impl ProtocolData {
    pub fn encode(&self) -> Bytes {
        let mut buf = BytesMut::with_capacity(12 + self.data.len());
        buf.put_u32(self.opc);
        buf.put_u32(self.dpc);
        buf.put_u8(self.si);
        buf.put_u8(self.ni);
        buf.put_u8(self.mp);
        buf.put_u8(self.sls);
        buf.put_slice(&self.data);
        buf.freeze()
    }

    pub fn decode(mut data: Bytes) -> Option<Self> {
        if data.remaining() < 12 {
            return None;
        }
        Some(Self {
            opc: data.get_u32(),
            dpc: data.get_u32(),
            si: data.get_u8(),
            ni: data.get_u8(),
            mp: data.get_u8(),
            sls: data.get_u8(),
            data,
        })
    }
}

/// One M3UA link in ASP or SG role
pub struct M3uaLink {
    name: String,
    pc_type: PcType,
    /// Answer peer handshakes like a signalling gateway
    sg_role: bool,
    routing_context: Option<u32>,
    transport: RwLock<Option<Arc<dyn SigtranTransport>>>,
    user: RwLock<Weak<dyn Mtp2User>>,
    state: Mutex<AspState>,
    /// Destination availability learned from SSNM traffic
    destinations: DashMap<u32, bool>,
}

impl M3uaLink {
    pub fn new(
        name: &str,
        pc_type: PcType,
        sg_role: bool,
        routing_context: Option<u32>,
    ) -> Arc<Self> {
        Arc::new(Self {
            name: name.to_string(),
            pc_type,
            sg_role,
            routing_context,
            transport: RwLock::new(None),
            user: RwLock::new(Weak::<NullUser>::new() as Weak<dyn Mtp2User>),
            state: Mutex::new(AspState::Down),
            destinations: DashMap::new(),
        })
    }

    pub fn attach_transport(self: &Arc<Self>, transport: Arc<dyn SigtranTransport>) {
        transport.set_receiver(Arc::downgrade(self) as Weak<dyn SigtranReceiver>);
        *self.transport.write().unwrap() = Some(transport);
    }

    pub fn asp_state(&self) -> AspState {
        *self.state.lock().unwrap()
    }

    /// Availability of a destination per the SSNM view; unknown counts
    /// as available
    pub fn destination_available(&self, pc: PointCode) -> bool {
        self.destinations.get(&pc.pack(self.pc_type)).map(|e| *e.value()).unwrap_or(true)
    }

    fn send(&self, msg: M3uaMsg, params: &[(u16, &[u8])]) -> Result<(), SigtranError> {
        let (mclass, mtype) = msg.wire();
        let wire = encode_message(mclass, mtype, params);
        let transport = self.transport.read().unwrap().clone();
        transport
            .ok_or_else(|| SigtranError::SendFailed("no transport".to_string()))?
            .send_message(wire)
    }

    /// Start the ASP handshake toward the gateway
    pub fn asp_up(&self) -> Result<(), SigtranError> {
        {
            let state = self.state.lock().unwrap();
            if *state != AspState::Down {
                return Err(SigtranError::AspState(format!("ASP UP in {state:?}")));
            }
        }
        info!(link = %self.name, "sending ASP UP");
        self.send(M3uaMsg::AspUp, &[(param::INFO_STRING, b"telsig")])
    }

    fn set_state(&self, next: AspState) {
        let changed = {
            let mut state = self.state.lock().unwrap();
            if *state == next {
                false
            } else {
                debug!(link = %self.name, ?next, "ASP state");
                *state = next;
                true
            }
        };
        if changed {
            let user = self.user.read().unwrap().upgrade();
            if let Some(user) = user {
                user.link_status(next == AspState::Active);
            }
        }
    }

    fn handle(&self, msg: M3uaMsg, params: Tlvs) {
        match msg {
            M3uaMsg::AspUp => {
                if self.sg_role {
                    let _ = self.send(M3uaMsg::AspUpAck, &[]);
                }
            }
            M3uaMsg::AspUpAck => {
                self.set_state(AspState::Inactive);
                // Proceed straight to traffic
                let _ = self.send(M3uaMsg::AspActive, &[]);
            }
            M3uaMsg::AspActive => {
                if self.sg_role {
                    let _ = self.send(M3uaMsg::AspActiveAck, &[]);
                    self.set_state(AspState::Active);
                }
            }
            M3uaMsg::AspActiveAck => self.set_state(AspState::Active),
            M3uaMsg::AspDown => {
                if self.sg_role {
                    let _ = self.send(M3uaMsg::AspDownAck, &[]);
                }
                self.set_state(AspState::Down);
            }
            M3uaMsg::AspDownAck => self.set_state(AspState::Down),
            M3uaMsg::AspInactive => {
                if self.sg_role {
                    let _ = self.send(M3uaMsg::AspInactiveAck, &[]);
                }
                self.set_state(AspState::Inactive);
            }
            M3uaMsg::AspInactiveAck => self.set_state(AspState::Inactive),
            M3uaMsg::Heartbeat => {
                let data = params.get(param::HEARTBEAT_DATA).unwrap_or(&[]).to_vec();
                let _ = self.send(M3uaMsg::HeartbeatAck, &[(param::HEARTBEAT_DATA, &data)]);
            }
            M3uaMsg::HeartbeatAck => {}
            M3uaMsg::Data => {
                let Some(raw) = params.get(param::PROTOCOL_DATA) else {
                    warn!(link = %self.name, "DATA without protocol data");
                    return;
                };
                let Some(pd) = ProtocolData::decode(Bytes::copy_from_slice(raw)) else {
                    warn!(link = %self.name, "bad protocol data");
                    return;
                };
                let label = Label::new(
                    self.pc_type,
                    PointCode::unpack(self.pc_type, pd.dpc),
                    PointCode::unpack(self.pc_type, pd.opc),
                    pd.sls,
                );
                let sio = Sio::new(pd.si, pd.mp, NetworkIndicator::from(pd.ni));
                let msu = Msu::new(sio, &label, &pd.data);
                let user = self.user.read().unwrap().upgrade();
                if let Some(user) = user {
                    user.receive_msu(msu);
                }
            }
            M3uaMsg::Duna | M3uaMsg::Dava => {
                let available = msg == M3uaMsg::Dava;
                if let Some(apc) = params.get(param::AFFECTED_PC) {
                    for chunk in apc.chunks_exact(4) {
                        let pc = u32::from_be_bytes([chunk[0], chunk[1], chunk[2], chunk[3]])
                            & 0x00FF_FFFF;
                        self.destinations.insert(pc, available);
                        debug!(link = %self.name, pc, available, "destination state");
                    }
                }
            }
            M3uaMsg::Daud => {
                // Audit request: answer from the availability view
                if let Some(apc) = params.get(param::AFFECTED_PC) {
                    let apc = apc.to_vec();
                    for chunk in apc.chunks_exact(4) {
                        let pc = u32::from_be_bytes([chunk[0], chunk[1], chunk[2], chunk[3]])
                            & 0x00FF_FFFF;
                        let available =
                            self.destinations.get(&pc).map(|e| *e.value()).unwrap_or(true);
                        let answer = if available { M3uaMsg::Dava } else { M3uaMsg::Duna };
                        let _ = self.send(answer, &[(param::AFFECTED_PC, chunk)]);
                    }
                }
            }
            M3uaMsg::Scon => {
                debug!(link = %self.name, "signalling congestion reported");
            }
            M3uaMsg::Dupu => {
                warn!(link = %self.name, "destination user part unavailable");
            }
            M3uaMsg::Error => {
                let code = params.get_u32(param::ERROR_CODE).unwrap_or(0);
                warn!(link = %self.name, code, "peer reported error");
            }
            M3uaMsg::Notify => {
                debug!(link = %self.name, "notify received");
            }
        }
    }
}

struct NullUser;

impl Mtp2User for NullUser {
    fn receive_msu(&self, _msu: Msu) {}

    fn link_status(&self, _operational: bool) {}
}

impl SigtranReceiver for M3uaLink {
    fn receive_message(&self, data: Bytes) {
        match decode_message(&data) {
            Ok((mclass, mtype, params)) => match M3uaMsg::from_wire(mclass, mtype) {
                Some(msg) => self.handle(msg, params),
                None => {
                    warn!(link = %self.name, mclass, mtype, "unknown message");
                    let code = 0x04u32.to_be_bytes(); // unsupported message type
                    let _ = self.send(M3uaMsg::Error, &[(param::ERROR_CODE, &code)]);
                }
            },
            Err(err) => warn!(link = %self.name, %err, "undecodable message"),
        }
    }

    fn transport_status(&self, up: bool) {
        if !up {
            self.set_state(AspState::Down);
        }
    }
}

impl L2Link for M3uaLink {
    fn transmit_msu(&self, msu: &Msu) -> Result<(), LinkError> {
        if self.asp_state() != AspState::Active {
            return Err(LinkError::NotAligned);
        }
        let Some((sio, label, payload)) = msu.split(self.pc_type) else {
            return Err(LinkError::BadFrame("bad routing label".to_string()));
        };
        if !self.destination_available(label.dpc) {
            return Err(LinkError::LinkDown);
        }
        let pd = ProtocolData {
            opc: label.opc.pack(self.pc_type),
            dpc: label.dpc.pack(self.pc_type),
            si: sio.service(),
            ni: sio.network_indicator() as u8,
            mp: sio.priority(),
            sls: label.sls,
            data: payload,
        };
        let encoded = pd.encode();
        let mut params: Vec<(u16, &[u8])> = Vec::with_capacity(2);
        let rc_bytes;
        if let Some(rc) = self.routing_context {
            rc_bytes = rc.to_be_bytes();
            params.push((param::ROUTING_CONTEXT, &rc_bytes));
        }
        params.push((param::PROTOCOL_DATA, &encoded));
        self.send(M3uaMsg::Data, &params)
            .map_err(|e| LinkError::TransmitFailed(e.to_string()))
    }

    fn operational(&self) -> bool {
        self.asp_state() == AspState::Active
    }

    fn set_user(&self, user: Weak<dyn Mtp2User>) {
        *self.user.write().unwrap() = user;
    }

    fn link_control(&self, op: L2Op) -> bool {
        match op {
            L2Op::Resume | L2Op::Align { .. } => self.asp_up().is_ok(),
            L2Op::Pause => {
                let _ = self.send(M3uaMsg::AspDown, &[]);
                self.set_state(AspState::Down);
                true
            }
            L2Op::Status => {
                info!(link = %self.name, state = ?self.asp_state(), "m3ua status");
                true
            }
        }
    }

    fn congestion_level(&self) -> u8 {
        0
    }
}

#[async_trait]
impl SigComponent for M3uaLink {
    fn name(&self) -> &str {
        &self.name
    }

    fn component_type(&self) -> &'static str {
        "m3ua"
    }

    async fn tick(&self, _now: Instant) -> Duration {
        TICK_IDLE
    }
}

→ **Task requirements**
State the number of lines in the records that include the word "Result", and add nothing to it.

→ **Response area**
3